But the outlook for equity markets is cloudy nonetheless. The problem is more basic: stock prices reflect both a company’s current earnings and its expected growth in earnings. A high price-to-earnings ratio means investors expect fast growth in future earnings. If you think economic growth is going to slow, the stock market looks overvalued today. Historically, stocks in aggregate have tended to trade at P/E ratios between 12 and 20. Right now, the P/Es of the three major indexes are on the high end of that range, implying the expectation of faster-than-usual economic growth. That sort of growth will be awfully difficult to achieve as the Boomers retire—and the problem could persist for decades. It is possible that, as the Yale economist Irving Fisher infamously said in 1929, “Stock prices have reached what looks like a permanently high plateau.”
And on the difficulties and expense of transitioning parts of the economy from catering to the young to catering to the aged:
My grandmother, who is blind and physically frail, was able to live at home much longer than she otherwise could have because she had Meals on Wheels, a home health aide, and a Life Alert-type necklace to call for help in case she fell.
But these services require a lot of labor. According to an analysis by McKinsey Global Institute, the number of hours required to produce an automobile in North America fell by 1.7 percent annually from 1987 to 2002, to an average of about 100 hours.
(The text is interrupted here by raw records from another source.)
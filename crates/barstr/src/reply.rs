use crate::i18n::Templates;
use crate::types::{Venue, MAX_LISTED_VENUES};

const LIGHTNING_ICON: &str = "⚡";
const ONCHAIN_ICON: &str = "⛓️";

/// What the providers said about a query.
#[derive(Debug, Clone, PartialEq)]
pub enum Lookup {
    PlaceNotFound,
    /// Also what a failed venue request looks like.
    NoVenues,
    Venues(Vec<Venue>),
}

pub fn venue_line(venue: &Venue) -> String {
    let icon = if venue.lightning {
        LIGHTNING_ICON
    } else {
        ONCHAIN_ICON
    };
    format!("{} {} ({})", icon, venue.name, venue.category)
}

/// Renders the reply body. Venues are listed in provider order.
pub fn compose_reply(templates: &Templates, city: &str, lookup: &Lookup) -> String {
    match lookup {
        Lookup::PlaceNotFound => templates.not_found_place(city),
        Lookup::NoVenues => templates.not_found_venues(city),
        Lookup::Venues(venues) if venues.is_empty() => templates.not_found_venues(city),
        Lookup::Venues(venues) => {
            let mut lines = Vec::with_capacity(MAX_LISTED_VENUES + 2);
            lines.push(templates.found_header(city));
            lines.extend(venues.iter().take(MAX_LISTED_VENUES).map(venue_line));
            if venues.len() > MAX_LISTED_VENUES {
                lines.push(templates.overflow(venues.len() - MAX_LISTED_VENUES));
            }
            lines.join("\n")
        }
    }
}
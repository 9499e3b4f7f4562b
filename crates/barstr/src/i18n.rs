//! Reply templates per interface language.
//!
//! Templates use `{city}` and `{count}` placeholders. The table is built
//! once at startup and shared read-only.

use std::collections::HashMap;

use crate::language::DEFAULT_LANGUAGE;

#[derive(Debug, Clone, PartialEq, Eq)]
pub struct Templates {
    pub not_found_place: &'static str,
    pub not_found_venues: &'static str,
    pub found_header: &'static str,
    pub overflow: &'static str,
}

pub const ENGLISH: Templates = Templates {
    not_found_place: "Sorry, I couldn't find the city '{city}' on the map.",
    not_found_venues: "I found the city '{city}', but I couldn't find any Bitcoin-friendly bars there on BTCmap.",
    found_header: "Here are the Bitcoin-friendly bars in {city}:",
    overflow: "... and {count} more. Check https://btcmap.org",
};

pub const SPANISH: Templates = Templates {
    not_found_place: "Lo siento, no pude encontrar la ciudad '{city}' en el mapa.",
    not_found_venues: "Encontré la ciudad '{city}', pero no encontré bares Bitcoin-friendly ahí en BTCmap.",
    found_header: "Aquí están los bares Bitcoin-friendly de tu ciudad ({city}):",
    overflow: "... y {count} más. Revisa https://btcmap.org",
};

impl Templates {
    pub fn not_found_place(&self, city: &str) -> String {
        fill(self.not_found_place, &[("city", city)])
    }

    pub fn not_found_venues(&self, city: &str) -> String {
        fill(self.not_found_venues, &[("city", city)])
    }

    pub fn found_header(&self, city: &str) -> String {
        fill(self.found_header, &[("city", city)])
    }

    pub fn overflow(&self, count: usize) -> String {
        fill(self.overflow, &[("count", &count.to_string())])
    }
}

/// Replaces each `{name}` with its value. Unknown placeholders stay as-is.
pub fn fill(template: &str, vars: &[(&str, &str)]) -> String {
    let mut out = template.to_string();
    for (name, value) in vars {
        out = out.replace(&format!("{{{name}}}"), value);
    }
    out
}

#[derive(Debug, Clone)]
pub struct Localization {
    table: HashMap<&'static str, Templates>,
}

impl Localization {
    pub fn new() -> Self {
        let mut table = HashMap::new();
        table.insert("en", ENGLISH);
        table.insert("es", SPANISH);
        Self { table }
    }

    /// Templates for `lang`, or the English set for anything unsupported.
    pub fn templates(&self, lang: &str) -> &Templates {
        self.table
            .get(lang)
            .or_else(|| self.table.get(DEFAULT_LANGUAGE))
            .unwrap_or(&ENGLISH)
    }

    pub fn supports(&self, lang: &str) -> bool {
        self.table.contains_key(lang)
    }
}

impl Default for Localization {
    fn default() -> Self {
        Self::new()
    }
}
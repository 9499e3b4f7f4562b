use std::collections::HashSet;
use std::sync::{Mutex, MutexGuard};

use crate::types::LEDGER_CAPACITY;

/// In-memory record of event ids already handled by this process.
///
/// The set never grows past `capacity`: recording one more distinct id
/// clears everything first. Old ids may then be handled a second time,
/// which the relay subscriptions' `since` window keeps rare.
#[derive(Debug)]
pub struct ProcessedIds {
    ids: Mutex<HashSet<String>>,
    capacity: usize,
}

impl ProcessedIds {
    pub fn new() -> Self {
        Self::with_capacity_limit(LEDGER_CAPACITY)
    }

    pub fn with_capacity_limit(capacity: usize) -> Self {
        Self {
            ids: Mutex::new(HashSet::new()),
            capacity,
        }
    }

    fn lock(&self) -> MutexGuard<'_, HashSet<String>> {
        self.ids.lock().unwrap_or_else(|poisoned| poisoned.into_inner())
    }

    pub fn seen(&self, id: &str) -> bool {
        self.lock().contains(id)
    }

    pub fn record(&self, id: &str) {
        let mut ids = self.lock();
        Self::insert(&mut ids, id, self.capacity);
    }

    /// Checks and records `id` under one lock.
    ///
    /// Returns `true` only for the first caller with a given id, so two
    /// concurrent deliveries of the same event cannot both proceed.
    pub fn check_and_record(&self, id: &str) -> bool {
        let mut ids = self.lock();
        if ids.contains(id) {
            return false;
        }
        Self::insert(&mut ids, id, self.capacity);
        true
    }

    pub fn len(&self) -> usize {
        self.lock().len()
    }

    pub fn is_empty(&self) -> bool {
        self.lock().is_empty()
    }

    fn insert(ids: &mut HashSet<String>, id: &str, capacity: usize) {
        if ids.contains(id) {
            return;
        }
        if ids.len() >= capacity {
            ids.clear();
        }
        ids.insert(id.to_string());
    }
}

impl Default for ProcessedIds {
    fn default() -> Self {
        Self::new()
    }
}
//! Intake and reply pipeline for Barstr, a nostr bot that answers
//! `#barstr <place>` notes with nearby bars accepting bitcoin.

pub mod classifier;
pub mod error;
pub mod geocoder;
pub mod handler;
pub mod http;
pub mod i18n;
pub mod language;
pub mod ledger;
pub mod publisher;
pub mod reply;
pub mod types;
pub mod venues;

pub use classifier::{classify, extract_query, is_relevant, Classification};
pub use error::{Error, Result};
pub use geocoder::{Geocoder, GeocoderConfig, NominatimGeocoder};
pub use handler::{Decision, EventHandler, Ignored, Outcome, ReplyOrchestrator};
pub use http::create_http_client;
pub use i18n::{Localization, Templates};
pub use language::detect_language;
pub use ledger::ProcessedIds;
pub use publisher::{reply_builder, ReplyPublisher};
pub use reply::{compose_reply, Lookup};
pub use types::*;
pub use venues::{BtcMapVenueFinder, VenueFinder, VenueFinderConfig};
Meanwhile, it still takes about the same amount of time as it always did to drive a senior to a doctor’s appointment, or to help an older patient bathe and dress. Productivity growth is faster in the things that kids consume than in the things that the elderly need.
This is is yet another example of the problems described under the heading of Baumol’s cost disease:
Baumol’s cost disease (also known as the Baumol Effect) is a phenomenon described by William J. Baumol and William G. Bowen in the 1960s. The original study was conducted for the performing arts sector. Baumol and Bowen pointed out that the same number of musicians are needed to play a Beethoven string quartet today as were needed in the 1800’s; that is, the productivity of Classical music performance has not increased.
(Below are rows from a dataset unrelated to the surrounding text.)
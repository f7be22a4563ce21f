use thiserror::Error;

use crate::openai::OpenAiError;

#[derive(Debug, Error)]
pub enum MonarchError {
    #[error("Config error: {0}")]
    Config(String),

    #[error("OpenAI API error: {0}")]
    OpenAi(#[from] OpenAiError),

    #[error("HTTP error: {0}")]
    Http(#[from] reqwest::Error),

    #[error("IO error: {0}")]
    Io(#[from] std::io::Error),

    #[error("JSON error: {0}")]
    Json(#[from] serde_json::Error),

    #[error("TOML parse error: {0}")]
    Toml(#[from] toml::de::Error),
}
//! Terminal output — spinner and colored job reporting.
//!
//! Uses `indicatif` for the progress spinner and `console` for styled
//! output while a job moves through its workflow steps.

use console::Style;
use indicatif::{ProgressBar, ProgressStyle};

use crate::job::{JobReport, JobStatus};
use crate::worker::Worker;

/// Visual progress indicator for a job running in the terminal.
pub struct JobProgress {
    pb: ProgressBar,
    green: Style,
    red: Style,
    yellow: Style,
}

impl JobProgress {
    /// Start the spinner with the request text.
    pub fn start(request: &str) -> Self {
        let pb = ProgressBar::new_spinner();
        pb.set_style(
            ProgressStyle::default_spinner()
                .template("{spinner:.cyan} {msg}")
                .expect("invalid template"),
        );
        pb.set_message(format!("dispatching: {request}"));
        pb.enable_steady_tick(std::time::Duration::from_millis(100));

        Self {
            pb,
            green: Style::new().green().bold(),
            red: Style::new().red().bold(),
            yellow: Style::new().yellow(),
        }
    }

    /// Finish the spinner and print the settlement line.
    pub fn complete(&self, report: &JobReport) {
        self.pb.finish_and_clear();
        match report.status {
            JobStatus::Completed => {
                println!(
                    "  {} Job completed by guild '{}' ({}): {:+} to treasury",
                    self.green.apply_to("✓"),
                    report.guild,
                    report.difficulty,
                    report.settled
                );
            }
            _ => {
                println!(
                    "  {} Job failed in guild '{}' ({}): {:+} to treasury",
                    self.red.apply_to("✗"),
                    report.guild,
                    report.difficulty,
                    report.settled
                );
            }
        }
    }

    /// Print the report as pretty JSON with a colored header.
    pub fn print_report(&self, report: &JobReport) {
        let status_style = match report.status {
            JobStatus::Completed => &self.green,
            JobStatus::Failed => &self.red,
            _ => &self.yellow,
        };
        println!();
        println!("{}", status_style.apply_to("─── Job Report ───"));
        println!(
            "{}",
            serde_json::to_string_pretty(report).unwrap_or_default()
        );
    }
}

/// One roster line for `monarch status`.
pub fn roster_line(worker: &Worker) -> String {
    format!(
        "{:<10} {:>4}  {:<12} {:>6} xp",
        worker.id, worker.rank, worker.specialty, worker.experience
    )
}

#[cfg(test)]
mod tests {
    use super::*;
    use crate::worker::Specialty;

    #[test]
    fn roster_line_formats_fields() {
        let worker = Worker::from_stored("WRI-001".into(), Specialty::Writer, 180);
        let line = roster_line(&worker);
        assert!(line.contains("WRI-001"));
        assert!(line.contains("D"));
        assert!(line.contains("writer"));
        assert!(line.contains("180"));
    }
}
In a range of businesses, such as the car manufacturing sector and the retail sector, workers are continually getting more productive due to technological innovations to their tools and equipment. In contrast, in some labor-intensive sectors that rely heavily on human interaction or activities, such as nursing, education, or the performing arts there is little or no growth in productivity over time. As with the string quartet example, it takes nurses the same amount of time to change a bandage, or college professors the same amount of time to mark an essay, in 2006 as it did in 1966.
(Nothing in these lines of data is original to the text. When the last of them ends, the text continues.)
//! Workers and their progression state machine.
//!
//! A [`Worker`] is a stateful task executor with an ordinal [`Rank`], a
//! [`Specialty`] and an experience counter. Rank is always a pure function
//! of experience; the prompt/model profile is derived from rank and
//! specialty and never stored.

use serde::{Deserialize, Serialize};

use crate::config::GuildBook;
use crate::extract::first_json_object;
use crate::memory::MemoryStore;
use crate::openai::ChatBackend;
use crate::tools::ToolRegistry;

/// Sentinel the tool-decision call may answer with when no tool is needed.
pub const NO_TOOL: &str = "NO_TOOL";

/// How many past-job memories to fold into a task prompt.
const RECALL_K: usize = 2;

const TOOL_DECIDER_PROMPT: &str =
    "You decide whether an assistant needs an external tool for a task. \
     Answer with exactly NO_TOOL, or with a single JSON object \
     {\"tool\": \"<name>\", \"input\": \"<tool input>\"} and nothing else.";

/// Proficiency tiers, weakest to strongest.
///
/// The derived `Ord` follows declaration order, so `Rank::F < Rank::S`.
#[derive(Debug, Clone, Copy, PartialEq, Eq, PartialOrd, Ord, Hash, Serialize, Deserialize)]
pub enum Rank {
    F,
    E,
    D,
    C,
    B,
    A,
    S,
}

impl Rank {
    pub const ALL: [Rank; 7] = [
        Rank::F,
        Rank::E,
        Rank::D,
        Rank::C,
        Rank::B,
        Rank::A,
        Rank::S,
    ];

    /// Cumulative experience required to hold this rank.
    pub fn threshold(self) -> u64 {
        match self {
            Rank::F => 0,
            Rank::E => 50,
            Rank::D => 150,
            Rank::C => 300,
            Rank::B => 600,
            Rank::A => 1200,
            Rank::S => 2500,
        }
    }

    /// The next rank up, or `None` for the terminal rank.
    pub fn next(self) -> Option<Rank> {
        match self {
            Rank::F => Some(Rank::E),
            Rank::E => Some(Rank::D),
            Rank::D => Some(Rank::C),
            Rank::C => Some(Rank::B),
            Rank::B => Some(Rank::A),
            Rank::A => Some(Rank::S),
            Rank::S => None,
        }
    }

    /// The highest rank whose threshold is at or below `experience`.
    pub fn for_experience(experience: u64) -> Rank {
        Rank::ALL
            .into_iter()
            .rev()
            .find(|r| r.threshold() <= experience)
            .unwrap_or(Rank::F)
    }

    /// Model tier a worker of this rank is entitled to.
    pub fn model_tier(self) -> ModelTier {
        match self {
            Rank::F | Rank::E | Rank::D => ModelTier::Mini,
            Rank::C | Rank::B | Rank::A | Rank::S => ModelTier::Standard,
        }
    }
}

impl std::fmt::Display for Rank {
    fn fmt(&self, f: &mut std::fmt::Formatter<'_>) -> std::fmt::Result {
        let s = match self {
            Rank::F => "F",
            Rank::E => "E",
            Rank::D => "D",
            Rank::C => "C",
            Rank::B => "B",
            Rank::A => "A",
            Rank::S => "S",
        };
        write!(f, "{s}")
    }
}

/// Map a rank's model entitlement to an OpenAI model identifier.
#[derive(Debug, Clone, Copy, PartialEq, Eq, Serialize, Deserialize)]
pub enum ModelTier {
    Mini,
    Standard,
}

impl ModelTier {
    pub fn api_name(self) -> &'static str {
        match self {
            ModelTier::Mini => "gpt-4o-mini",
            ModelTier::Standard => "gpt-4o",
        }
    }
}

/// The closed set of workflow roles a worker can occupy.
#[derive(Debug, Clone, Copy, PartialEq, Eq, PartialOrd, Ord, Hash, Serialize, Deserialize)]
#[serde(rename_all = "lowercase")]
pub enum Specialty {
    Generalist,
    Writer,
    Editor,
    Researcher,
    Engineer,
    Reviewer,
    Illustrator,
    Planner,
}

impl Specialty {
    /// Worker-id prefix derived from the specialty.
    pub fn prefix(self) -> &'static str {
        match self {
            Specialty::Generalist => "GEN",
            Specialty::Writer => "WRI",
            Specialty::Editor => "EDT",
            Specialty::Researcher => "RES",
            Specialty::Engineer => "ENG",
            Specialty::Reviewer => "REV",
            Specialty::Illustrator => "ILL",
            Specialty::Planner => "PLN",
        }
    }
}

impl std::fmt::Display for Specialty {
    fn fmt(&self, f: &mut std::fmt::Formatter<'_>) -> std::fmt::Result {
        let s = match self {
            Specialty::Generalist => "generalist",
            Specialty::Writer => "writer",
            Specialty::Editor => "editor",
            Specialty::Researcher => "researcher",
            Specialty::Engineer => "engineer",
            Specialty::Reviewer => "reviewer",
            Specialty::Illustrator => "illustrator",
            Specialty::Planner => "planner",
        };
        write!(f, "{s}")
    }
}

/// A career-path rule: a worker of `from` specialty that reaches `at_rank`
/// advances to the `to` specialty.
#[derive(Debug, Clone, Copy, PartialEq, Eq, Serialize, Deserialize)]
pub struct CareerRule {
    pub from: Specialty,
    pub at_rank: Rank,
    pub to: Specialty,
}

/// Derived behavior profile: system prompt and model tier for the worker's
/// current specialty and rank. Recomputed on demand, never persisted.
#[derive(Debug, Clone)]
pub struct Profile {
    pub system_prompt: String,
    pub model: ModelTier,
}

/// Outcome of a single task execution.
#[derive(Debug, Clone)]
pub struct TaskOutput {
    /// Generated text, or `None` if the backend failed.
    pub text: Option<String>,
    /// Name of the tool that was actually invoked, if any.
    pub tool_used: Option<String>,
}

/// A stateful task executor with rank, specialty and experience.
#[derive(Debug, Clone, PartialEq, Eq)]
pub struct Worker {
    pub id: String,
    pub rank: Rank,
    pub specialty: Specialty,
    pub experience: u64,
}

impl Worker {
    /// Hire a fresh worker at the lowest rank.
    pub fn hire(id: String, specialty: Specialty) -> Self {
        Self {
            id,
            rank: Rank::F,
            specialty,
            experience: 0,
        }
    }

    /// Rebuild a worker from persisted state. The stored rank is never
    /// trusted: it is recomputed from experience to repair any drift.
    pub fn from_stored(id: String, specialty: Specialty, experience: u64) -> Self {
        Self {
            id,
            rank: Rank::for_experience(experience),
            specialty,
            experience,
        }
    }

    /// Current behavior profile, derived from rank and specialty.
    pub fn profile(&self, book: &GuildBook) -> Profile {
        Profile {
            system_prompt: book.prompt_for(self.specialty).to_string(),
            model: self.rank.model_tier(),
        }
    }

    /// Award experience, then run the rank-up check until no further
    /// promotion applies. A single award can cause several consecutive
    /// rank-ups; each advances exactly one rank, and career-path rules are
    /// evaluated once per rank reached (first matching rule wins).
    ///
    /// Returns the ranks reached, in order.
    pub fn gain_experience(&mut self, points: u64, career_path: &[CareerRule]) -> Vec<Rank> {
        self.experience += points;
        let mut reached = Vec::new();
        while let Some(next) = self.rank.next() {
            if self.experience < next.threshold() {
                break;
            }
            self.rank = next;
            reached.push(next);
            if let Some(rule) = career_path
                .iter()
                .find(|r| r.from == self.specialty && r.at_rank == next)
            {
                self.specialty = rule.to;
            }
        }
        reached
    }

    /// Execute a text task: recall memory context, decide on a tool, invoke
    /// it if one is warranted, and issue the final generation with this
    /// worker's specialty profile.
    ///
    /// Every backend failure is absorbed here and surfaced as an absent
    /// result; a malformed or unregistered tool decision simply means the
    /// task proceeds without a tool.
    pub async fn perform_task(
        &self,
        backend: &impl ChatBackend,
        memory: &impl MemoryStore,
        tools: &ToolRegistry,
        book: &GuildBook,
        prompt: &str,
    ) -> TaskOutput {
        let profile = self.profile(book);

        let recalled = memory.recall(prompt, RECALL_K);
        let task_prompt = if recalled.is_empty() {
            prompt.to_string()
        } else {
            format!(
                "Context from past jobs:\n{}\n\n{prompt}",
                recalled.join("\n")
            )
        };

        let decision_prompt = format!(
            "Available tools:\n{}\n\nTask:\n{task_prompt}",
            tools.catalog()
        );
        let decision = match backend
            .complete(TOOL_DECIDER_PROMPT, &decision_prompt, profile.model)
            .await
        {
            Ok(text) => decide_tool(&text, tools),
            Err(_) => None,
        };

        let (final_prompt, tool_used) = match decision {
            Some((tool, input)) => match tools.invoke(&tool, &input).await {
                Some(result) => (
                    format!(
                        "The user asked:\n{task_prompt}\n\n\
                         The {tool} tool returned:\n{result}\n\n\
                         Use the tool output to produce the final answer."
                    ),
                    Some(tool),
                ),
                None => (task_prompt, None),
            },
            None => (task_prompt, None),
        };

        let text = backend
            .complete(&profile.system_prompt, &final_prompt, profile.model)
            .await
            .ok();

        TaskOutput { text, tool_used }
    }

    /// Generate an image. A backend failure becomes `None`, never a fault.
    pub async fn create_image(&self, backend: &impl ChatBackend, prompt: &str) -> Option<String> {
        backend.generate_image(prompt).await.ok()
    }
}

/// Interpret a tool-decision response defensively: accept the bare
/// `NO_TOOL` sentinel, or the first well-formed JSON object embedded
/// anywhere in the text. Anything that fails to parse, or names an
/// unregistered tool, means "no tool".
fn decide_tool(text: &str, tools: &ToolRegistry) -> Option<(String, String)> {
    if text.trim() == NO_TOOL {
        return None;
    }
    let value = first_json_object(text)?;
    let tool = value.get("tool")?.as_str()?.to_string();
    if !tools.is_registered(&tool) {
        return None;
    }
    let input = value
        .get("input")
        .and_then(|v| v.as_str())
        .unwrap_or_default()
        .to_string();
    Some((tool, input))
}
//! Monarch — a guild-based AI workforce orchestrator.
//!
//! Requests are routed to guilds by keyword, staffed from a persistent
//! roster of workers that gain experience and rank with use, executed as
//! fixed multi-step workflows (or a best-effort single call when staffing
//! falls short), and settled against a shared treasury.

pub mod cli;
pub mod config;
pub mod error;
pub mod extract;
pub mod job;
pub mod memory;
pub mod monarch;
pub mod openai;
pub mod persist;
pub mod planner;
pub mod tools;
pub mod treasury;
pub mod ui;
pub mod worker;

pub use config::GuildBook;
pub use error::MonarchError;
pub use monarch::Monarch;
//! Persistence of the worker roster and the treasury balance.
//!
//! Only identity, rank, specialty and experience are stored per worker.
//! Rank is written for human inspection but never trusted on load: it is
//! recomputed from experience, and the derived prompt/model profile is
//! rebuilt from config.

use std::collections::BTreeMap;
use std::path::Path;

use anyhow::Result;
use serde::{Deserialize, Serialize};

use crate::worker::{Rank, Specialty, Worker};

/// Persisted form of a worker.
#[derive(Debug, Clone, Serialize, Deserialize)]
pub struct WorkerRecord {
    pub id: String,
    pub rank: Rank,
    pub specialty: Specialty,
    pub experience: u64,
}

impl WorkerRecord {
    pub fn from_worker(worker: &Worker) -> Self {
        Self {
            id: worker.id.clone(),
            rank: worker.rank,
            specialty: worker.specialty,
            experience: worker.experience,
        }
    }

    /// Rebuild a live worker, recomputing rank from experience.
    pub fn into_worker(self) -> Worker {
        Worker::from_stored(self.id, self.specialty, self.experience)
    }
}

/// Everything that survives process restarts.
#[derive(Debug, Clone, Serialize, Deserialize)]
pub struct SavedState {
    pub workers: BTreeMap<String, WorkerRecord>,
    pub treasury: i64,
}

impl SavedState {
    /// Load state from disk. A missing file means a fresh installation.
    pub fn load(path: &Path) -> Result<Option<Self>> {
        if !path.exists() {
            return Ok(None);
        }
        let contents = std::fs::read_to_string(path)?;
        Ok(Some(serde_json::from_str(&contents)?))
    }

    pub fn save(&self, path: &Path) -> Result<()> {
        let json = serde_json::to_string_pretty(self)?;
        std::fs::write(path, json)?;
        Ok(())
    }
}
pub mod client;
pub mod error;
pub mod types;

pub use client::OpenAiClient;
pub use error::OpenAiError;
pub use types::{ChatMessage, ChatRequest, ChatResponse, ImageRequest, ImageResponse};

use crate::worker::ModelTier;

/// Abstraction over the reasoning/image backend so orchestration code can be
/// exercised with scripted responses in tests.
pub trait ChatBackend {
    /// One chat completion with a system profile and a user prompt.
    async fn complete(
        &self,
        system: &str,
        user: &str,
        model: ModelTier,
    ) -> Result<String, OpenAiError>;

    /// One image generation, returning the hosted image URL.
    async fn generate_image(&self, prompt: &str) -> Result<String, OpenAiError>;
}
Baumol’s cost disease is a fascinating topic that touches on many areas of economics and public policy. For instance, it’s a a likely influence on the fact that college tuition and health care costs tend to rise much faster than the general rate of inflation.
2 Comments to “No Country for Young Men” - the Boomers Retire
McArdle is correct about the P/E ratio will change. It will drop to single digits and stay there for decades. As boomers retire they naturally will move from growth equities to value equities, or even into bonds.
There still will be opportunities, thus lies the problem in talking in macro generalities.
Boomers could blow up the equities market, we’ll see.
What I think is interesting is looking at the birth rate during the late sixties and into most of the seventies.
I was born in 1972. I think there were fewer births in the years from the late 60’s through the late 70’s than there had been since about WWII. These are the X-ers, and in addition to the population pinch that this segment experienced, we have been followed by what can only be described as a population boom, by comparison. We, the X-ers, are small in number and narrow in our generation era. By that, we are doomed to get sqeezed out of certain decisions that will be made about our country by the larger portions bracketing us. Too many boomers are, as you state, entering their retirement years, with too many Gen-Y getting into the fold directly after us.
It sucks, but thems the breaks.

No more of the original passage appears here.